Anyone out there that's like me?

emaR

New member
Hi, first post.

So first of all, I'm a sufferer of SAD. It's really weird that I have never really met anyone in real life that was as socially phobic as I am. Sometimes I feel like I can talk to people. If it's very formal, I would feel confident and feel somewhat comfortable. There's just one thing: I am terrified of showing any emotion. I don't know why, but anything that isn't 99%-100% logic and reasoning, I am too scared to show.
I can't make or keep much friends in real life. I never talk to anyone unless they speak to me first. I act somewhat intimidating to people so that they don't think I'm weak. I don't answer my phone, and if I call back, it won't be until 1-2 days later.
I'm so scared that I can't even go on teamspeak(an internet voice chat program) with my friends that I've known on the internet (not in real life) for over 5 years. I feel fine chatting with them using text on the internet, but it terrifies me to imagine how it would be actually talking to them.
I'm so scared that I can't even talk to my parents. I can't talk to them unless it's something important, something like if I can drive the car or when I'll be home from school. Other than stuff like that, that's all I can ever really say to them.
People think I'm weird when they ask me what I think about girls, or if they start talking about girls around me. Since I am terrified of showing any emotion, I really feel uncomfortable around any type of situation like this.

The second thing I suffer from is chronic procrastination. It's getting out of control. I'm losing money from college because I keep withdrawing from classes. I'm very smart. The only reason I withdraw is because I put off work and 99% of the time I'll decide not to do it at the last second. I'll not study for a test, not come in the day of the test, and then even procrastinate contacting my instructor. I'll come up with lies to tell them about why I missed the test and why I didn't contact them until a week later. Some classes I'll just stop going to because of all the work I've missed and need to make up, therefore withdrawing from them. I'm withdrawing from too many classes and losing a ton of money because of it.
My hygiene is terrible. I procrastinate putting my clothes away, so they get dirty, procrastinate washing them, I only shower every 2 weeks (I'm 20) because I never have any clean clothes, I don't brush my teeth, etc.
I really want to visit my relatives and they keep asking me to come, but for some reason I still haven't come. It's been 2 years. Everyday I think about when I'll visit, but I never actually do it.

I'm wondering if there's anyone out there suffering from both of these things, like I am. I also wonder what the connection is between these two things and if one of these things affects the other.
 

Lostinthemusic

Well-known member
Welcome!

This sounds exactly like me. I'm even twenty and in college. The main difference is I shower every day and sometimes twice. But I worry people think I'm weird because I don't show emotion, someone recently commented on my lack of excitement over something we were going to. I have friends, but don't really communicate much with them. Only the ones from high school really accept who I am, at least it feels that way. I'm much more comfortable around people twice my age because its usually more formal. My most uncomfortable moments have been involving girls, they seem to expect some level of emotion it feels like.

I also missed my first class of the day as I write this and recently skipped my first test because I got up a little too late.

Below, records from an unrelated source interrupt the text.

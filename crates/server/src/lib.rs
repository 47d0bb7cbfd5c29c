// crates/server/src/lib.rs
//! Casework server library.
//!
//! Axum HTTP adapter over [`casework_jobs::Scheduler`]: JSON listing and
//! cancellation endpoints, an SSE stream of job updates, and Prometheus
//! metrics.

pub mod error;
pub mod metrics;
pub mod routes;
pub mod state;

pub use error::*;
pub use metrics::{init_metrics, render_metrics};
pub use routes::api_routes;
pub use state::AppState;

use std::sync::Arc;

use axum::Router;
use tower_http::cors::{Any, CorsLayer};
use tower_http::trace::TraceLayer;

/// Create the Axum application with all routes and middleware.
///
/// This sets up:
/// - API routes (health, jobs, metrics)
/// - CORS for development (allows any origin)
/// - Request tracing
pub fn create_app(state: Arc<AppState>) -> Router {
    let cors = CorsLayer::new()
        .allow_origin(Any)
        .allow_methods(Any)
        .allow_headers(Any);

    Router::new()
        .merge(api_routes(state))
        .layer(cors)
        .layer(TraceLayer::new_for_http())
}
use crate::core::pricing::calc_total;
use crate::core::validation::validate;
use crate::core::{
    BillingReport, ConfigProvider, Pipeline, ReportSink, Statement, Subscriber, SubscriberSource,
};
use crate::domain::model::Disposition;
use crate::utils::error::Result;

pub const REPORT_FILE: &str = "billing_report.json";

pub struct BillingPipeline<S: SubscriberSource, K: ReportSink, C: ConfigProvider> {
    source: S,
    sink: K,
    config: C,
}

impl<S: SubscriberSource, K: ReportSink, C: ConfigProvider> BillingPipeline<S, K, C> {
    pub fn new(source: S, sink: K, config: C) -> Self {
        Self {
            source,
            sink,
            config,
        }
    }
}

impl<S: SubscriberSource, K: ReportSink, C: ConfigProvider> Pipeline
    for BillingPipeline<S, K, C>
{
    fn extract(&self) -> Result<Vec<Subscriber>> {
        let subscribers = self.source.subscribers()?;
        tracing::debug!("Loaded {} subscriber records", subscribers.len());
        Ok(subscribers)
    }

    fn assess(&self, subscribers: Vec<Subscriber>) -> Result<BillingReport> {
        let mut statements = Vec::with_capacity(subscribers.len());

        for sub in subscribers {
            let eligibility = validate(Some(&sub));
            let disposition = if eligibility.eligible {
                Disposition::Billed {
                    total: calc_total(Some(&sub))?,
                }
            } else {
                tracing::debug!("Subscriber {} rejected: {}", sub.id(), eligibility.reason);
                Disposition::Rejected {
                    reason: eligibility.reason,
                }
            };

            statements.push(Statement {
                id: sub.id().to_string(),
                status: sub.status(),
                region: sub.region().to_string(),
                disposition,
            });
        }

        Ok(BillingReport { statements })
    }

    fn load(&self, report: &BillingReport) -> Result<String> {
        let output_path = format!("{}/{}", self.config.output_path(), REPORT_FILE);
        let json = serde_json::to_string_pretty(report)?;

        tracing::debug!("Writing billing report ({} bytes)", json.len());
        self.sink.write_report(REPORT_FILE, json.as_bytes())?;

        Ok(output_path)
    }
}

Can't really talk to my family either, went to the doctor to get prozac recently, but that only brought the issue up and didn't really help actually talking about it.

You are not alone!
 

Feathers

Well-known member
Hey emaR & welcome!

Ohh, I think you'll find plenty of people with sa and procrastination on the internetz! (It *is* one of the top forms of procrastination, isn't it? :))

As for being terrified about showing emotion - is it with all emotions or just certain types of emotions. For me, it's easier to show some emotions than others - eg what is 'socially acceptable' or 'time appropriate' or if other ppl are feeling it too.. (eg when everyone was nervous about exams, it was easier to say I was nervous too..) So you could try with these things..

I usually speak to ppl who speak to me first too.. or I have to gather A LOT of courage! :) or just have a really good day, and if they look friendly.. :) you might wanna try to observe ppl a bit, do they look friendly or seem busy/rushed..

maybe your parents weren't so accepting of all your emotions, mine were either panicking - mum, or not really tolerant of some expressions/feelings - dad.. so one learns 'survival techniques' in the childhood.. those may not be appropriate later in life or for dealing with other people.. so it's good to 'unlearn' a bit - and it may take a while - wishing you GOOD LUCK though!! :)

Can you make some 'mini steps' or mini-goals you could take? I'm guessing maybe perfectionism or wanting to do it 'really well' might be a factor? (for me, it has been!) Or is just turning on the internet a problem? (been there!!) Or maybe games etc?

Maybe you could also focus on the goal? That has helped me in the past too! For example, I wanted to stay in the comfy dorm room, and pictured a nice picture to myself how it would be after I finished Uni etc. That helped a lot. Also, could you study with a friend/classmate, or in the dorm study room? That was very helpful too!!
Could you visit relatives with another relative or a few? (That might be easier than going alone too?)